Matt Chilton dives over to score a try against Whitehaven

“It had been built up and built up in the media and by the marketing guys and there was a real special effort behind it.

“The rugby league community got behind it all and there was even a great turnaround in the weather – it changed from forecasts for gale-force winds and pouring rain to what turned out to be a really nice afternoon.

“It all came together in a perfect storm; our coach James Ford has done a fantastic job and our players, coaching staff and everyone involved really deserves it.”

Expect those crowds, this team and the entire club to flourish further now they have reached the Championship and especially as they prepare to move into a new, purpose-built 8,000 capacity stadium next June,

The endgame is to reach Super League for the first time in their long history and, given the famous city’s size and vast appeal, Flatman believes it is possible.

He took over in December 2016 with the club dogged by uncertainty but, without breaking the bank, has led a revival that is an example to all other aspiring semi-professional clubs.

Part of that saw Flatman make Ford the club’s first full-time coach in July, a sign of not only York’s ambition but also the rising stock of the 35-year-old as one of the sport’s most promising young coaches.

Now they plot their way into the Championship in 2019 together and Flatman added: “League 1 is a vibrant competition – we’ve seen that. We all know the Championship is so vibrant as well but a different beast altogether.

“There’s irons in the fire with recruitment but it was right we got through this season without that at the forefront of our minds.

“Further discussions will now take place; the work started really about 6pm Sunday night.”

Asked where this feat ranked in his own career, Flatman – who worked with Hull FC and Wakefield Trinity previously – admitted: “It is a massive achievement. Everyone starts out with a plan. We had a three-year one.

“We’ll reassess that now but I’ll always remember the smiles on the faces of so many on Sunday.

“The sheer outpouring of emotion after the game and the thanks we received from so many, that gave me a great satisfaction.

“And a reminder of how much rugby league means to everyone.”

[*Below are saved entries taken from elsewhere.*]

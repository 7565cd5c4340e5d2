//! Error types for the Moonraker bridge.
//!
//! This module defines all error types used throughout the crate.
//!
//! # Usage
//!
//! Every request sent through the client resolves to a [`Result<T>`]. A
//! failed round trip is a value, not a panic, so callers check it before
//! reading the payload:
//!
//! ```ignore
//! use moonraker_bridge::{Error, Result};
//!
//! async fn example(client: &MoonrakerClient) -> Result<()> {
//!     match client.send("printer.info", None).await {
//!         Ok(info) => println!("{info}"),
//!         Err(Error::NotConnected) => println!("no session"),
//!         Err(e) => return Err(e),
//!     }
//!     Ok(())
//! }
//! ```
//!
//! # Error Categories
//!
//! | Category | Variants |
//! |----------|----------|
//! | Request | [`Error::NotConnected`], [`Error::Timeout`], [`Error::RemoteError`], [`Error::UnknownProtocol`] |
//! | Session | [`Error::HandshakeFailure`], [`Error::QueueOverflow`], [`Error::Connection`], [`Error::Protocol`] |
//! | Configuration | [`Error::Config`] |
//! | External | [`Error::Io`], [`Error::Json`], [`Error::WebSocket`] |

// ============================================================================
// Imports
// ============================================================================

use std::io::Error as IoError;
use std::result::Result as StdResult;

use thiserror::Error;
use tokio_tungstenite::tungstenite::Error as WsError;

use crate::identifiers::RequestId;

// ============================================================================
// Constants
// ============================================================================

/// Code reported when no usable websocket exists.
pub const NOT_CONNECTED_CODE: i64 = 99_990_001;

/// Code reported when a reply did not arrive in time.
pub const TIMEOUT_CODE: i64 = 99_990_002;

/// Code reported for local failures and for remote errors without a code.
pub const UNKNOWN_EXCEPTION_CODE: i64 = 99_990_003;

// ============================================================================
// Result Alias
// ============================================================================

/// Result type alias using crate [`enum@Error`].
///
/// All fallible operations in this crate return this type.
pub type Result<T> = StdResult<T, Error>;

// ============================================================================
// Error Enum
// ============================================================================

/// Main error type for the crate.
///
/// The first four variants are what a caller of
/// [`MoonrakerClient::send`](crate::MoonrakerClient::send) can observe.
/// Session-level variants never cross the request boundary; they close the
/// owning session and the supervisor reconnects.
#[derive(Error, Debug)]
pub enum Error {
    // ========================================================================
    // Request Errors
    // ========================================================================
    /// No usable websocket, or the session is not ready for normal traffic.
    #[error("No active websocket connected")]
    NotConnected,

    /// No reply arrived within the request timeout.
    #[error("Request {request_id} timed out after {timeout_ms}ms")]
    Timeout {
        /// The request that timed out.
        request_id: RequestId,
        /// Milliseconds waited before giving up.
        timeout_ms: u64,
    },

    /// The daemon answered with a structured JSON-RPC error.
    #[error("Remote error {code}: {message}")]
    RemoteError {
        /// Error code from the payload.
        code: i64,
        /// Error message from the payload.
        message: String,
    },

    /// The reply carried neither `result` nor `error`.
    #[error("Reply had no result or error object: {payload}")]
    UnknownProtocol {
        /// The offending payload, serialized.
        payload: String,
    },

    // ========================================================================
    // Session Errors
    // ========================================================================
    /// The klippy readiness handshake failed.
    #[error("Klippy handshake failed: {message}")]
    HandshakeFailure {
        /// What went wrong.
        message: String,
    },

    /// The notification backlog exceeded its capacity.
    #[error("Notification queue overflow (capacity {capacity})")]
    QueueOverflow {
        /// Queue capacity at the time of the overflow.
        capacity: usize,
    },

    /// Opening the websocket failed.
    #[error("Connection failed: {message}")]
    Connection {
        /// Description of the connection error.
        message: String,
    },

    /// Malformed frame or missing field.
    #[error("Protocol error: {message}")]
    Protocol {
        /// Description of the protocol violation.
        message: String,
    },

    // ========================================================================
    // Configuration Errors
    // ========================================================================
    /// Configuration error.
    #[error("Configuration error: {message}")]
    Config {
        /// Description of the configuration error.
        message: String,
    },

    // ========================================================================
    // External Errors
    // ========================================================================
    /// IO error.
    #[error("IO error: {0}")]
    Io(#[from] IoError),

    /// JSON serialization error.
    #[error("JSON error: {0}")]
    Json(#[from] serde_json::Error),

    /// WebSocket error.
    #[error("WebSocket error: {0}")]
    WebSocket(#[from] WsError),
}

// ============================================================================
// Error Constructors
// ============================================================================

impl Error {
    /// Creates a timeout error.
    #[inline]
    pub fn timeout(request_id: RequestId, timeout_ms: u64) -> Self {
        Self::Timeout {
            request_id,
            timeout_ms,
        }
    }

    /// Creates a remote error.
    #[inline]
    pub fn remote(code: i64, message: impl Into<String>) -> Self {
        Self::RemoteError {
            code,
            message: message.into(),
        }
    }

    /// Creates an unknown protocol error.
    #[inline]
    pub fn unknown_protocol(payload: impl Into<String>) -> Self {
        Self::UnknownProtocol {
            payload: payload.into(),
        }
    }

    /// Creates a handshake failure.
    #[inline]
    pub fn handshake(message: impl Into<String>) -> Self {
        Self::HandshakeFailure {
            message: message.into(),
        }
    }

    /// Creates a queue overflow error.
    #[inline]
    pub fn queue_overflow(capacity: usize) -> Self {
        Self::QueueOverflow { capacity }
    }

    /// Creates a connection error.
    #[inline]
    pub fn connection(message: impl Into<String>) -> Self {
        Self::Connection {
            message: message.into(),
        }
    }

    /// Creates a protocol error.
    #[inline]
    pub fn protocol(message: impl Into<String>) -> Self {
        Self::Protocol {
            message: message.into(),
        }
    }

    /// Creates a configuration error.
    #[inline]
    pub fn config(message: impl Into<String>) -> Self {
        Self::Config {
            message: message.into(),
        }
    }
}

// ============================================================================
// Error Predicates
// ============================================================================

impl Error {
    /// Returns `true` if this is a timeout error.
    #[inline]
    #[must_use]
    pub fn is_timeout(&self) -> bool {
        matches!(self, Self::Timeout { .. })
    }

    /// Returns `true` if this is a connection error.
    #[inline]
    #[must_use]
    pub fn is_connection_error(&self) -> bool {
        matches!(
            self,
            Self::NotConnected | Self::Connection { .. } | Self::WebSocket(_)
        )
    }

    /// Returns `true` if this error tears down the session that raised it.
    #[inline]
    #[must_use]
    pub fn is_session_fatal(&self) -> bool {
        matches!(
            self,
            Self::HandshakeFailure { .. }
                | Self::QueueOverflow { .. }
                | Self::Protocol { .. }
                | Self::Json(_)
                | Self::WebSocket(_)
        )
    }

    /// Returns the numeric code used when reporting this error as an RPC result.
    #[must_use]
    pub fn rpc_code(&self) -> i64 {
        match self {
            Self::NotConnected => NOT_CONNECTED_CODE,
            Self::Timeout { .. } => TIMEOUT_CODE,
            Self::RemoteError { code, .. } => *code,
            _ => UNKNOWN_EXCEPTION_CODE,
        }
    }
}

// ============================================================================
// Tests
// ============================================================================

#[cfg(test)]
mod tests {
    use super::*;

    use std::io::ErrorKind;

    #[test]
    fn test_error_display() {
        let err = Error::remote(404, "Method not found");
        assert_eq!(err.to_string(), "Remote error 404: Method not found");

        let err = Error::timeout(RequestId::new(7), 30_000);
        assert_eq!(err.to_string(), "Request 7 timed out after 30000ms");
    }

    #[test]
    fn test_config_error() {
        let err = Error::config("missing [server] host");
        assert_eq!(
            err.to_string(),
            "Configuration error: missing [server] host"
        );
    }

    #[test]
    fn test_is_timeout() {
        assert!(Error::timeout(RequestId::new(1), 10).is_timeout());
        assert!(!Error::NotConnected.is_timeout());
    }

    #[test]
    fn test_is_connection_error() {
        assert!(Error::NotConnected.is_connection_error());
        assert!(Error::connection("refused").is_connection_error());
        assert!(!Error::remote(1, "x").is_connection_error());
    }

    #[test]
    fn test_is_session_fatal() {
        assert!(Error::handshake("unknown state").is_session_fatal());
        assert!(Error::queue_overflow(10).is_session_fatal());
        assert!(!Error::NotConnected.is_session_fatal());
        assert!(!Error::timeout(RequestId::new(1), 10).is_session_fatal());
    }

    #[test]
    fn test_rpc_codes() {
        assert_eq!(Error::NotConnected.rpc_code(), NOT_CONNECTED_CODE);
        assert_eq!(
            Error::timeout(RequestId::new(1), 10).rpc_code(),
            TIMEOUT_CODE
        );
        assert_eq!(Error::remote(-32601, "nope").rpc_code(), -32601);
        assert_eq!(
            Error::unknown_protocol("{}").rpc_code(),
            UNKNOWN_EXCEPTION_CODE
        );
    }

    #[test]
    fn test_from_io_error() {
        let io_err = IoError::new(ErrorKind::NotFound, "file not found");
        let err: Error = io_err.into();
        assert!(matches!(err, Error::Io(_)));
    }

    #[test]
    fn test_from_json_error() {
        let json_err = serde_json::from_str::<String>("invalid").unwrap_err();
        let err: Error = json_err.into();
        assert!(matches!(err, Error::Json(_)));
        assert!(err.is_session_fatal());
    }
}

Ben Cockayne is one of a handful of York players already more used to playing in Super League.

Nevertheless, the 35 year-old winger, who joined from Hull KR at the end of last term and was utilised as a stand-off in a Ford masterstroke, says this has been one of his career highlights, too.

“It’s up there with what we did with KR when we won promotion to Super League in 2006,” said Cockayne, who stays on in 2019.

“That season we only lost one or two games as well. I’d put this on a par with that and you have to take it right back to what Fordy’s done.

“He’s created a culture and an environment where there’s a bunch of people in there who know they have to train well and play well to stay in the team.

“From day one he made that call and, for a part-time team, it can sometimes be hard to manage. Players could just be playing for appearance money or win/loss money so to be able to get everyone competing like he has has really been admirable.

“When you bring in dual-reg as well there’s a lot to balance and he’s done a great job. Then there’s Jon Flatman and all those that do so much behind the scenes plus the social media guys who have just been massive.

“It’s been a real privilege for me to be a part of it all. As players, we’re just the ‘front of house’ people who get to go out and play.

“But what everyone else does, and those fans, is immense.”